→ Exercise directions: In the entries below, find each line bearing the string "ContinueTrace" and copy it.

→ Records drawn from a dataset:
#[test]
fn renamed_editor_moves_its_breakpoint_target() -> Result<()> {
    let mut h = DebuggerTestHarness::launched()?;
    h.fake.send(&editor(800, "/ws/Old.aplf"))?;
    h.sync();
    h.fake.send(&Command::UpdateWindow(WindowContent {
        token: 800,
        name: "Bar".to_string(),
        filename: "/ws/New.aplf".to_string(),
        text: vec!["Bar".into(), "1".into(), "2".into()],
        ..Default::default()
    }))?;
    h.sync();

    let old = Source {
        path: Some("/ws/Old.aplf".to_string()),
        ..Default::default()
    };
    let bps = h.adapter.set_breakpoints(&old, &breakpoints(&[2]))?;
    assert!(bps.iter().all(|b| !b.verified));
    let sent = h.fake.drain(QUIET)?;
    assert!(sent.contains(&Command::GetWindowLayout));
    assert!(!sent.iter().any(|c| matches!(c, Command::SetLineAttributes(_))));

    let new = Source {
        path: Some("/ws/New.aplf".to_string()),
        ..Default::default()
    };
    let bps = h.adapter.set_breakpoints(&new, &breakpoints(&[2]))?;
    assert!(bps.iter().all(|b| b.verified));
    assert_eq!(
        h.fake
            .expect_matching(TIMEOUT, |c| matches!(c, Command::SetLineAttributes(_)))?,
        Command::SetLineAttributes(SetLineAttributes {
            win: 800,
            stop: vec![1],
            trace: None,
            monitor: None,
        })
    );
    Ok(())
}

#[test]
fn breakpoints_before_launch_are_deferred() -> Result<()> {
    let mut h = DebuggerTestHarness::initialized()?;
    let bps = h.adapter.set_breakpoints(
        &Source {
            path: Some("/ws/Early.aplf".to_string()),
            ..Default::default()
        },
        &breakpoints(&[2]),
    )?;
    assert!(!bps[0].verified);

    h.adapter.launch(&ConnectTarget::default())?;
    h.fake.accept(TIMEOUT)?;
    h.fake.send(&editor(5, "/ws/Early.aplf"))?;
    assert_eq!(
        h.fake
            .expect_matching(TIMEOUT, |c| matches!(c, Command::SetLineAttributes(_)))?,
        Command::SetLineAttributes(SetLineAttributes {
            win: 5,
            stop: vec![1],
            trace: None,
            monitor: None,
        })
    );
    Ok(())
}

#[test]
fn stepping_without_tracer_window_fails() -> Result<()> {
    let mut h = DebuggerTestHarness::launched()?;
    for result in [
        h.adapter.r#continue(),
        h.adapter.next(),
        h.adapter.step_in(),
        h.adapter.step_out(),
    ] {
        let err = result.unwrap_err();
        assert!(err.to_string().contains("no active tracer window"), "{err}");
    }
    assert!(h.fake.drain(QUIET)?.is_empty());
    Ok(())
}

#[test]
fn step_commands_target_active_window() -> Result<()> {
    let mut h = DebuggerTestHarness::launched()?;
    h.fake.send(&tracer(1, 0, 0))?;
    h.fake.send(&tracer(2, 0, 0))?;
    h.stopped(StopReason::Entry);
    h.stopped(StopReason::Entry);

    h.adapter.step_in()?;
    h.adapter.step_out()?;
    h.adapter.r#continue()?;
    let sent: Vec<_> = h
        .fake
        .drain(QUIET)?
        .into_iter()
        .filter(|c| {
            matches!(
                c,
                Command::StepInto(_) | Command::ContinueTrace(_) | Command::Continue(_)
            )
        })
        .collect();
    assert_eq!(
        sent,
        vec![
            Command::StepInto(WindowRef::new(2)),
            Command::ContinueTrace(WindowRef::new(2)),
            Command::Continue(WindowRef::new(2)),
        ]
    );
    Ok(())
}

#[test]
fn requests_in_wrong_state_fail() -> Result<()> {
    let (link, _fake) = FakeInterpreter::new(2)?;
    let adapter = DebugAdapter::new(MemoryConnector::new(link), AdapterSettings::default());

    let err = adapter.launch(&ConnectTarget::default()).unwrap_err();
    assert!(format!("{err:#}").contains("created"), "{err:#}");
    assert!(adapter.next().is_err());
    assert!(adapter.configuration_done().is_err());

    adapter.initialize()?;
    assert!(adapter.initialize().is_err());
    assert!(adapter.threads().is_err());
    Ok(())
}

#[test]
fn unreachable_interpreter_keeps_session_initialized() -> Result<()> {
    let adapter = DebugAdapter::new(MemoryConnector::empty(), AdapterSettings::default());
    adapter.initialize()?;

    let err = adapter.attach(&ConnectTarget::default()).unwrap_err();
    assert!(format!("{err:#}").contains("interpreter unreachable"), "{err:#}");
    assert_eq!(adapter.lifecycle(), Lifecycle::Initialized);
    Ok(())
}

#[test]
fn interpreter_disconnect_terminates_session() -> Result<()> {
    let mut h = DebuggerTestHarness::launched()?;
    h.fake.send(&Command::Disconnect(Disconnect {
        message: "shutting down".to_string(),
    }))?;

    let output = h.wait_for_event("stderr output", |e| {
        matches!(
            e,
            Event::Output {
                category: OutputCategory::Stderr,
                ..
            }
        )
    });
    let Event::Output { output, .. } = output else {
        unreachable!()
    };
    assert!(output.contains("shutting down"));
    h.wait_for_event("terminated", |e| matches!(e, Event::Terminated));
    assert_eq!(h.adapter.lifecycle(), Lifecycle::Terminated);
    assert!(h.adapter.threads().is_err());
    Ok(())
}

#[test]
fn unknown_interpreter_command_is_reported() -> Result<()> {
    let mut h = DebuggerTestHarness::launched()?;
    h.fake.send_raw(r#"["ShowHTML",{"title":"x"}]"#)?;
    h.wait_for_event("console output", |e| {
        matches!(
            e,
            Event::Output { category: OutputCategory::Console, output } if output.contains("ShowHTML")
        )
    });
    assert!(h.adapter.lifecycle().is_running());
    Ok(())
}

#[test]
fn lost_link_terminates_session() -> Result<()> {
    let h = DebuggerTestHarness::launched()?;
    let DebuggerTestHarness {
        adapter,
        event_rx,
        fake,
        ..
    } = h;
    fake.hang_up();

    let events: Vec<Event> = event_rx.iter().take_while(|e| *e != Event::Terminated).collect();
    assert!(events.iter().any(|e| matches!(
        e,
        Event::Output {
            category: OutputCategory::Stderr,
            ..
        }
    )));
    assert_eq!(adapter.lifecycle(), Lifecycle::Terminated);
    Ok(())
}

#[test]
fn pause_uses_fallback_when_interrupt_cannot_be_sent() -> Result<()> {
    let h = DebuggerTestHarness::launched()?;
    let (calls_tx, calls_rx) = crossbeam_channel::unbounded();
    h.adapter.set_pause_fallback(Box::new(move || {
        calls_tx.send(()).unwrap();
        Ok(())
    }));

    // stop reading but keep the interpreter's side of the link open
    let DebuggerTestHarness { adapter, fake, .. } = h;
    let (reader, _writer) = fake.into_parts();
    drop(reader);

    adapter.pause()?;
    assert_eq!(calls_rx.try_iter().count(), 1);
    assert!(adapter.lifecycle().is_running());
    Ok(())
}

#[test]
fn pause_without_fallback_reports_failure() -> Result<()> {
    let h = DebuggerTestHarness::launched()?;
    let DebuggerTestHarness { adapter, fake, .. } = h;
    let (reader, _writer) = fake.into_parts();
    drop(reader);

    assert!(adapter.pause().is_err());
    assert!(adapter.lifecycle().is_running());
    Ok(())
}

#[test]
fn pause_sends_weak_interrupt() -> Result<()> {
    let mut h = DebuggerTestHarness::launched()?;
    h.fake.send(&prompt(0))?;
    h.sync();
    h.adapter.pause()?;
    h.fake
        .expect_matching(TIMEOUT, |c| matches!(c, Command::WeakInterrupt))?;
    Ok(())
}

#[test]
fn threads_fall_back_to_active_thread() -> Result<()> {
    let mut h = DebuggerTestHarness::launched()?;
    h.fake.send(&tracer(3, 0, 9))?;
    h.stopped(StopReason::Entry);

    let threads = h.adapter.threads()?;
    assert_eq!(threads.len(), 1);
    assert_eq!(threads[0].id, 9);
    Ok(())
}

#[test]
fn evaluate_waits_for_output() -> Result<()> {
    let mut h = DebuggerTestHarness::launched()?;
    thread::scope(|s| -> Result<()> {
        let adapter = &h.adapter;
        let pending = s.spawn(move || adapter.evaluate("2×3"));
        let text = answer(&mut h.fake, "6\n")?;
        assert_eq!(text, "2×3\n");
        let result = pending.join().unwrap()?;
        assert_eq!(result.result, "6");
        Ok(())
    })
}

#[test]
fn evaluate_output_is_not_forwarded() -> Result<()> {
    let mut h = DebuggerTestHarness::launched()?;
    thread::scope(|s| -> Result<()> {
        let adapter = &h.adapter;
        let pending = s.spawn(move || adapter.evaluate("2×3"));
        answer(&mut h.fake, "6\n")?;
        pending.join().unwrap()?;
        Ok(())
    })?;

    // output arriving after the evaluation is the user's again
    h.sync();
    let leaked = |e: &Event| {
        matches!(e, Event::Output { category: OutputCategory::Stdout, output } if output == "6\n")
    };
    assert!(!h.event_buffer.iter().any(leaked));
    assert!(!h.event_rx.try_iter().any(|e| leaked(&e)));
    Ok(())
}
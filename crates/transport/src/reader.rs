use std::io::{self, Read};
use std::time::{Duration, Instant};

use bytes::BytesMut;
use tokio_util::codec::Decoder;

use crate::codec::FrameCodec;
use crate::error::TransportError;
use crate::traffic::{Direction, Tap};

const READ_CHUNK: usize = 8 * 1024;

/// Result of a timeout-aware poll operation
#[derive(Debug, PartialEq, Eq)]
pub enum PollResult {
    /// A complete frame payload was received
    Frame(String),
    /// The connection was closed on a frame boundary
    Closed,
    /// The timeout expired before a complete frame was received
    Timeout,
}

/// Blocking reader that yields whole frame payloads.
///
/// Bytes are accumulated in an internal buffer, so a read timeout that fires
/// half way through a frame never loses data: the next poll resumes where the
/// previous one stopped.
pub struct FrameReader<R> {
    input: R,
    codec: FrameCodec,
    buffer: BytesMut,
    tap: Option<Tap>,
}

impl<R> FrameReader<R>
where
    R: Read,
{
    pub fn new(input: R) -> Self {
        Self::with_codec(input, FrameCodec::new())
    }

    pub fn with_codec(input: R, codec: FrameCodec) -> Self {
        Self {
            input,
            codec,
            buffer: BytesMut::with_capacity(READ_CHUNK),
            tap: None,
        }
    }

    pub fn set_tap(&mut self, tap: Option<Tap>) {
        self.tap = tap;
    }

    /// Block until a frame arrives.
    ///
    /// Returns `Ok(None)` when the peer closes the stream on a frame boundary.
    pub fn read_frame(&mut self) -> Result<Option<String>, TransportError> {
        loop {
            match self.try_read_frame(Duration::from_secs(1))? {
                PollResult::Frame(payload) => return Ok(Some(payload)),
                PollResult::Closed => return Ok(None),
                PollResult::Timeout => continue,
            }
        }
    }

    /// Attempt to receive a frame, giving up once `timeout` has elapsed.
    ///
    /// The actual wait may overshoot by up to the underlying stream's read
    /// timeout.
    pub fn try_read_frame(&mut self, timeout: Duration) -> Result<PollResult, TransportError> {
        let start = Instant::now();
        let mut chunk = [0u8; READ_CHUNK];

        loop {
            if let Some(payload) = self.codec.decode(&mut self.buffer)? {
                tracing::trace!(payload = %payload, "received raw frame");
                if let Some(tap) = &self.tap {
                    tap.record(Direction::Inbound, &payload);
                }
                return Ok(PollResult::Frame(payload));
            }

            if start.elapsed() >= timeout {
                return Ok(PollResult::Timeout);
            }

            match self.input.read(&mut chunk) {
                Ok(0) => {
                    if self.buffer.is_empty() {
                        return Ok(PollResult::Closed);
                    }
                    return Err(TransportError::Truncated(self.buffer.len()));
                }
                Ok(n) => self.buffer.extend_from_slice(&chunk[..n]),
                Err(e) if e.kind() == io::ErrorKind::Interrupted => continue,
                Err(e)
                    if matches!(e.kind(), io::ErrorKind::WouldBlock | io::ErrorKind::TimedOut) =>
                {
                    // Brief sleep to prevent CPU spinning on sources that
                    // report WouldBlock without waiting
                    std::thread::sleep(Duration::from_millis(1));
                }
                Err(e) => return Err(TransportError::Io(e)),
            }
        }
    }

    /// Wait for one frame, failing with [`TransportError::Timeout`] or
    /// [`TransportError::Closed`] instead of returning a poll state.
    pub fn expect_frame(&mut self, timeout: Duration) -> Result<String, TransportError> {
        match self.try_read_frame(timeout)? {
            PollResult::Frame(payload) => Ok(payload),
            PollResult::Closed => Err(TransportError::Closed),
            PollResult::Timeout => Err(TransportError::Timeout(timeout)),
        }
    }
}
//! In-memory transport implementation for testing

use std::io::{self, Cursor, Read, Write};

use crossbeam_channel::{Receiver, Sender, TryRecvError};

use super::RideTransport;
use crate::error::TransportError;

/// In-memory transport for testing
///
/// This transport uses channels for bidirectional communication without
/// requiring actual network connections. Typically one end is handed to the
/// adapter and the other is driven by a scripted fake interpreter.
///
/// # Examples
///
/// ```
/// use transport::io::{InMemoryTransport, RideTransport};
///
/// let (adapter, interpreter) = InMemoryTransport::pair();
/// // adapter writes -> interpreter reads
/// // interpreter writes -> adapter reads
/// # let _ = (adapter.split(), interpreter.split());
/// ```
pub struct InMemoryTransport {
    reader: InMemoryReader,
    writer: InMemoryWriter,
}

/// Reader half of in-memory transport
///
/// When the channel is empty it returns `WouldBlock` to mimic the TCP
/// transport's read timeout; when the peer has gone it returns EOF.
pub struct InMemoryReader {
    buffer: Cursor<Vec<u8>>,
    rx: Receiver<Vec<u8>>,
}

/// Writer half of in-memory transport
#[derive(Clone)]
pub struct InMemoryWriter {
    tx: Sender<Vec<u8>>,
}

impl InMemoryTransport {
    /// Create a connected pair of in-memory transports
    pub fn pair() -> (Self, Self) {
        let (left_tx, right_rx) = crossbeam_channel::unbounded();
        let (right_tx, left_rx) = crossbeam_channel::unbounded();

        let left = Self {
            reader: InMemoryReader {
                buffer: Cursor::new(Vec::new()),
                rx: left_rx,
            },
            writer: InMemoryWriter { tx: left_tx },
        };

        let right = Self {
            reader: InMemoryReader {
                buffer: Cursor::new(Vec::new()),
                rx: right_rx,
            },
            writer: InMemoryWriter { tx: right_tx },
        };

        (left, right)
    }
}

impl RideTransport for InMemoryTransport {
    type Reader = InMemoryReader;
    type Writer = InMemoryWriter;

    fn split(self) -> Result<(Self::Reader, Self::Writer), TransportError> {
        Ok((self.reader, self.writer))
    }
}

impl Read for InMemoryReader {
    fn read(&mut self, buf: &mut [u8]) -> io::Result<usize> {
        if self.buffer.position() >= self.buffer.get_ref().len() as u64 {
            match self.rx.try_recv() {
                Ok(data) => self.buffer = Cursor::new(data),
                Err(TryRecvError::Empty) => {
                    return Err(io::Error::new(
                        io::ErrorKind::WouldBlock,
                        "no data available",
                    ));
                }
                Err(TryRecvError::Disconnected) => return Ok(0),
            }
        }
        self.buffer.read(buf)
    }
}

impl Write for InMemoryWriter {
    fn write(&mut self, buf: &[u8]) -> io::Result<usize> {
        self.tx
            .send(buf.to_vec())
            .map_err(|_| io::Error::new(io::ErrorKind::BrokenPipe, "channel disconnected"))?;
        Ok(buf.len())
    }

    fn flush(&mut self) -> io::Result<()> {
        Ok(())
    }
}
use serde::{Deserialize, Serialize};

use crate::types::ThreadId;

/// How the interpreter process came to be debugged. Process ownership is
/// handled by whoever launched the adapter; here it only labels the session.
#[derive(Debug, Clone, Copy, PartialEq, Eq)]
pub enum RunMode {
    Launched,
    Attached,
}

/// Lifecycle of one debugging session.
#[derive(Debug, Clone, Copy, PartialEq, Eq)]
pub enum Lifecycle {
    Created,
    Initialized,
    Running(RunMode),
    Terminated,
}

impl Lifecycle {
    pub fn is_running(&self) -> bool {
        matches!(self, Lifecycle::Running(_))
    }

    pub fn is_terminated(&self) -> bool {
        matches!(self, Lifecycle::Terminated)
    }

    pub(crate) fn describe(&self) -> &'static str {
        match self {
            Lifecycle::Created => "created",
            Lifecycle::Initialized => "initialized",
            Lifecycle::Running(RunMode::Launched) => "running (launched)",
            Lifecycle::Running(RunMode::Attached) => "running (attached)",
            Lifecycle::Terminated => "terminated",
        }
    }

    /// Fail unless the session is in `expected`.
    pub(crate) fn require(&self, request: &str, expected: &[Lifecycle]) -> eyre::Result<()> {
        if expected.contains(self) {
            return Ok(());
        }
        eyre::bail!("cannot handle {request} while session is {}", self.describe())
    }

    pub(crate) fn require_running(&self, request: &str) -> eyre::Result<()> {
        if self.is_running() {
            return Ok(());
        }
        eyre::bail!(
            "cannot handle {request} while session is {}, expected running",
            self.describe()
        )
    }
}

/// Where to find the interpreter for `launch` and `attach`.
///
/// Unset fields fall back to the connector's configured defaults.
#[derive(Debug, Clone, Default, PartialEq, Eq, Serialize, Deserialize)]
#[serde(rename_all = "camelCase", default)]
pub struct ConnectTarget {
    pub host: Option<String>,
    pub port: Option<u16>,
}

#[derive(Debug, Clone, Copy, PartialEq, Eq, Serialize, Deserialize)]
#[serde(rename_all = "camelCase")]
pub enum StopReason {
    Entry,
    Step,
    Exception,
}

#[derive(Debug, Clone, Copy, PartialEq, Eq, Serialize, Deserialize)]
#[serde(rename_all = "camelCase")]
pub enum OutputCategory {
    Console,
    Stdout,
    Stderr,
}

/// Events published to the host.
#[derive(Debug, Clone, PartialEq, Eq)]
pub enum Event {
    Initialized,
    Stopped {
        reason: StopReason,
        thread_id: ThreadId,
        text: Option<String>,
    },
    Output {
        category: OutputCategory,
        output: String,
    },
    Terminated,
}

→ Written reply:
                Command::StepInto(_) | Command::ContinueTrace(_) | Command::Continue(_)
            Command::ContinueTrace(WindowRef::new(2)),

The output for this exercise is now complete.